“She Wins”

I’m putting her away deep in a box I constructed long ago. She doesn’t want to go back. She’s kicking and screaming and throwing a total fit. But she’s not required anymore. She’s not useful and all she does is make me cry.

It’s not my demon. No, ultimately, she’s been right every time. I designed her to protect my most tender spots and she’s tried. I thought I wanted her gone. But it’s better for the other part to go away.

The part that loves and cares too strongly. The part that still has hope that this isn’t really my life. She’s unrealistic, immature and soft. Too soft. These last two years have been mostly miserable – because she hoped for a different outcome. She’s always hoping. But my life is not supposed to have what she needs. I see that now. So, she goes back.

It’s hard. It hurts. Of course it does. There were a few times when I have been ecstatic about my life. But those are off moments. And they make it worse when reality comes crashing in. I think I deserve something good, but that’s not in my cards. I don’t even want to try anymore. I just want to move forward and forget this childish nonsense in my head.

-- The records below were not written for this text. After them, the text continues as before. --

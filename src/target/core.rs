//! Core Target struct, construction and accessors.

// ============================================================================
// Imports
// ============================================================================

use std::fmt;
use std::sync::atomic::{AtomicBool, Ordering};
use std::sync::{Arc, Weak};

use parking_lot::{Mutex, RwLock};
use serde::{Deserialize, Serialize};
use tracing::{debug, warn};

use crate::backend::Connection;
use crate::display::display_name_for_url;
use crate::environment::Environment;
use crate::error::{Error, Result};
use crate::events::Listeners;
use crate::identifiers::TargetId;
use crate::model::{Collection, ExecutionContext, Resource, ResourceCollection, TypeVerifier};

use super::{TargetEvent, main, worker};

// ============================================================================
// TargetType
// ============================================================================

/// Kind of debuggable context.
#[derive(Debug, Clone, Copy, PartialEq, Eq, Hash, Serialize, Deserialize)]
#[serde(rename_all = "lowercase")]
pub enum TargetType {
    /// The inspected page (or bare JavaScript context).
    Main,
    /// A worker.
    Worker,
}

impl TargetType {
    /// Returns the type name.
    #[inline]
    #[must_use]
    pub const fn as_str(&self) -> &'static str {
        match self {
            Self::Main => "main",
            Self::Worker => "worker",
        }
    }
}

// ============================================================================
// Types
// ============================================================================

/// Type-specific state.
pub(crate) enum Role {
    /// Main resource is derived from the environment's frame manager.
    Main { env: Environment },
    /// Main resource is stored.
    Worker {
        main_resource: RwLock<Option<Arc<Resource>>>,
    },
}

/// Internal shared state for a target.
pub(crate) struct TargetInner {
    pub identifier: TargetId,
    pub name: String,
    pub connection: Connection,
    pub role: Role,
    pub execution_context: RwLock<Option<Arc<ExecutionContext>>>,
    pub resources: Mutex<ResourceCollection>,
    pub extra_scripts: Mutex<Collection>,
    pub listeners: Listeners<TargetEvent>,
    pub initialized: AtomicBool,
}

/// Non-owning reference to a target.
#[derive(Clone)]
pub(crate) struct WeakTarget(Weak<TargetInner>);

impl WeakTarget {
    /// Returns the target if it is still alive.
    #[inline]
    pub fn upgrade(&self) -> Option<Target> {
        self.0.upgrade().map(|inner| Target { inner })
    }

    /// Returns `true` if this refers to `target`.
    #[inline]
    pub fn points_to(&self, target: &Target) -> bool {
        std::ptr::eq(self.0.as_ptr(), Arc::as_ptr(&target.inner))
    }
}

// ============================================================================
// Target
// ============================================================================

/// A handle to a debuggable target.
///
/// Cloning is cheap; all clones refer to the same target. Identity,
/// name and type never change after construction.
#[derive(Clone)]
pub struct Target {
    pub(crate) inner: Arc<TargetInner>,
}

impl fmt::Debug for Target {
    fn fmt(&self, f: &mut fmt::Formatter<'_>) -> fmt::Result {
        f.debug_struct("Target")
            .field("identifier", &self.inner.identifier)
            .field("name", &self.inner.name)
            .field("type", &self.target_type())
            .field("initialized", &self.is_initialized())
            .finish_non_exhaustive()
    }
}

// ============================================================================
// Target - Constructor
// ============================================================================

impl Target {
    /// Builds, binds and initializes a target.
    pub(super) fn construct(
        identifier: TargetId,
        name: String,
        connection: Connection,
        role: Role,
        env: &Environment,
    ) -> Result<Self> {
        let target = Self {
            inner: Arc::new(TargetInner {
                identifier,
                name,
                connection,
                role,
                execution_context: RwLock::new(None),
                resources: Mutex::new(ResourceCollection::new()),
                extra_scripts: Mutex::new(Collection::new(TypeVerifier::Script)),
                listeners: Listeners::new(),
                initialized: AtomicBool::new(false),
            }),
        };

        // Bound before initialization: callbacks reached through the
        // connection during `initialize` observe `is_initialized() == false`.
        target.inner.connection.bind_target(&target)?;

        match &target.inner.role {
            Role::Main { .. } => main::initialize(&target),
            Role::Worker { .. } => worker::initialize(&target, env),
        }

        target.inner.initialized.store(true, Ordering::Release);
        debug!(
            target_id = %target.inner.identifier,
            target_type = target.target_type().as_str(),
            "Target initialized"
        );
        Ok(target)
    }

    /// Sets the execution context. The first context wins.
    pub(super) fn set_execution_context(&self, context: ExecutionContext) {
        let mut slot = self.inner.execution_context.write();
        if slot.is_some() {
            warn!(target_id = %self.inner.identifier, "Execution context already set");
            return;
        }
        *slot = Some(Arc::new(context));
    }

    /// Returns a non-owning reference.
    #[inline]
    pub(crate) fn downgrade(&self) -> WeakTarget {
        WeakTarget(Arc::downgrade(&self.inner))
    }
}

// ============================================================================
// Target - Accessors
// ============================================================================

impl Target {
    /// Returns the identifier. Empty for the main target.
    #[inline]
    #[must_use]
    pub fn identifier(&self) -> &TargetId {
        &self.inner.identifier
    }

    /// Returns the name. Empty for the main target.
    #[inline]
    #[must_use]
    pub fn name(&self) -> &str {
        &self.inner.name
    }

    /// Returns the target type.
    #[inline]
    #[must_use]
    pub fn target_type(&self) -> TargetType {
        match self.inner.role {
            Role::Main { .. } => TargetType::Main,
            Role::Worker { .. } => TargetType::Worker,
        }
    }

    /// Returns the owned connection.
    #[inline]
    #[must_use]
    pub fn connection(&self) -> &Connection {
        &self.inner.connection
    }

    /// Returns the execution context, once initialization created one.
    #[must_use]
    pub fn execution_context(&self) -> Option<Arc<ExecutionContext>> {
        self.inner.execution_context.read().clone()
    }

    /// Returns `true` once construction has finished.
    #[inline]
    #[must_use]
    pub fn is_initialized(&self) -> bool {
        self.inner.initialized.load(Ordering::Acquire)
    }

    /// Returns a user-facing label.
    #[must_use]
    pub fn display_name(&self) -> String {
        match &self.inner.role {
            Role::Main { env } => main::display_name(env).to_string(),
            Role::Worker { .. } => display_name_for_url(&self.inner.name),
        }
    }

    /// Returns the target's top-level document or script.
    ///
    /// For the main target this reads the frame manager's current main
    /// frame on every call.
    #[must_use]
    pub fn main_resource(&self) -> Option<Arc<Resource>> {
        match &self.inner.role {
            Role::Main { env } => main::main_resource(env),
            Role::Worker { main_resource } => main_resource.read().clone(),
        }
    }

    /// Sets the main resource of a worker target.
    ///
    /// # Errors
    ///
    /// Returns [`Error::InvalidOperation`] on the main target, whose main
    /// resource is derived from the frame manager.
    pub fn set_main_resource(&self, resource: Option<Arc<Resource>>) -> Result<()> {
        match &self.inner.role {
            Role::Main { .. } => Err(Error::invalid_operation(
                "main target's main resource follows the main frame",
            )),
            Role::Worker { main_resource } => {
                *main_resource.write() = resource;
                Ok(())
            }
        }
    }

    /// Returns `true` if both handles refer to the same target.
    #[inline]
    #[must_use]
    pub fn ptr_eq(&self, other: &Target) -> bool {
        Arc::ptr_eq(&self.inner, &other.inner)
    }
}

// ============================================================================
// Tests
// ============================================================================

I want the chaos to calm. That’s not some kind of threat to hurt myself. But it’s also a hope that I don’t hurt myself even more. My self-destruction is more subtle; slow. I likened it today to someone cutting themselves – except I do it to my mind. I find the most inventive ways to do it, too. Not alcohol or drugs or other overt ways. Those are easy to spot. People get frustrated with me because they don’t get it. Because I look ok. I sound ok. I’m really just an undercover nutter.

I’m afraid to try again. I’d forgotten and then refused to acknowledge that this is it for me. Too late. I’ve fully embraced the curse of my mother’s line. Being someone other isn’t possible for me. Not anymore.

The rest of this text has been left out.